* What you will do
Please return all lines from the records below that include the string "resolved".

++++++++++

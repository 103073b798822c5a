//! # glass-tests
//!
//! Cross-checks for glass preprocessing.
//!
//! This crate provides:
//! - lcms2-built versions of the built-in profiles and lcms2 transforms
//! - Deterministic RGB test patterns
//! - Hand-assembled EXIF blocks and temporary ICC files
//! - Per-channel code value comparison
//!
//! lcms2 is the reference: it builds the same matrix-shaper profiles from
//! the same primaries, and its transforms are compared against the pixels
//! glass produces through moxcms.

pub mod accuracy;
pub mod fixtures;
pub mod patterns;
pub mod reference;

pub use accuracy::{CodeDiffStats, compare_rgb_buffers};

++++++++++

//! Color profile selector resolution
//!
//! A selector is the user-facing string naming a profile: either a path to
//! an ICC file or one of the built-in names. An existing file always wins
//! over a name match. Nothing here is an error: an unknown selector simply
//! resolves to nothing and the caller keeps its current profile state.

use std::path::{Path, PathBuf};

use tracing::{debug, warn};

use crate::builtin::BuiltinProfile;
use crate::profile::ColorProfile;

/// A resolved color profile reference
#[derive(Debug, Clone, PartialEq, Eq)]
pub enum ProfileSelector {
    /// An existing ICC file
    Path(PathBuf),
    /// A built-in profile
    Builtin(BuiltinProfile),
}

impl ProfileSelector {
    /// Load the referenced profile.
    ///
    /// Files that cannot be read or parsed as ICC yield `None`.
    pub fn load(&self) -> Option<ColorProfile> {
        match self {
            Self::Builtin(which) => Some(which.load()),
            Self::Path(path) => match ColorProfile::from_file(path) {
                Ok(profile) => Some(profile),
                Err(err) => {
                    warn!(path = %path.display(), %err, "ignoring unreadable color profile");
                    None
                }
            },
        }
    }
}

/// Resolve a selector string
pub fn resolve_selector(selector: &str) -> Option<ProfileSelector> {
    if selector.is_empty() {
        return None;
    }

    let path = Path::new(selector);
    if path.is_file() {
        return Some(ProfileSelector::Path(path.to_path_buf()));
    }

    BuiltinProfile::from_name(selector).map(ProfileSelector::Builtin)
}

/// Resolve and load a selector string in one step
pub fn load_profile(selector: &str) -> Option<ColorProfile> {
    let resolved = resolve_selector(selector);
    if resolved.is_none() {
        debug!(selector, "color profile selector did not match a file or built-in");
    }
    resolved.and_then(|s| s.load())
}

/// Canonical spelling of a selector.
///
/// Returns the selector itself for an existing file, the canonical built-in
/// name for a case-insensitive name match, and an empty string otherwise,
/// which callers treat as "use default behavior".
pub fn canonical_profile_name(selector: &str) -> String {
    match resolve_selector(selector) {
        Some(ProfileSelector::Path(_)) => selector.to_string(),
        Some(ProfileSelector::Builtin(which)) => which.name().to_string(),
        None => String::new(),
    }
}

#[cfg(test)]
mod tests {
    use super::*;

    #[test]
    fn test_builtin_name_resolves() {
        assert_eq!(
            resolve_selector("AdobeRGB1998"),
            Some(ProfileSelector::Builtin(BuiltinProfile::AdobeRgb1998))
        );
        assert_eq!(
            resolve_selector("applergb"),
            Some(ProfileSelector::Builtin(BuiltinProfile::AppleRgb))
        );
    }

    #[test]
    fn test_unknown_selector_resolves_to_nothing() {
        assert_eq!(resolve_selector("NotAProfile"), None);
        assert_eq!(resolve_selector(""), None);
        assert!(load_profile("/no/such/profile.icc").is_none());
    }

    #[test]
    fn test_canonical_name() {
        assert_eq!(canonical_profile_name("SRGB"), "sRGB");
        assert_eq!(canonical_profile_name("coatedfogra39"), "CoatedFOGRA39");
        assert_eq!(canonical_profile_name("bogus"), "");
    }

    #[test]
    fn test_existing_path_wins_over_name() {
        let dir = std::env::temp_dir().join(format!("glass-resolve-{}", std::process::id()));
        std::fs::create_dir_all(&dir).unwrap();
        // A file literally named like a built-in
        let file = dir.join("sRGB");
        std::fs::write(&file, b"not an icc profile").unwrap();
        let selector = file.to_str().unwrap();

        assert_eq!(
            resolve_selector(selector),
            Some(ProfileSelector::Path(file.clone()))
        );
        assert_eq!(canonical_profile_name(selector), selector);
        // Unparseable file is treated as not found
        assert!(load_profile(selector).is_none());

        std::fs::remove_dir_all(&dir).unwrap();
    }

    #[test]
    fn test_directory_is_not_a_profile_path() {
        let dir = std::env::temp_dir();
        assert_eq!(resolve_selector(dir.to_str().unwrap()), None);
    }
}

++++++++++

* Result of the exercise
/// A resolved color profile reference
    let resolved = resolve_selector(selector);
    if resolved.is_none() {
    resolved.and_then(|s| s.load())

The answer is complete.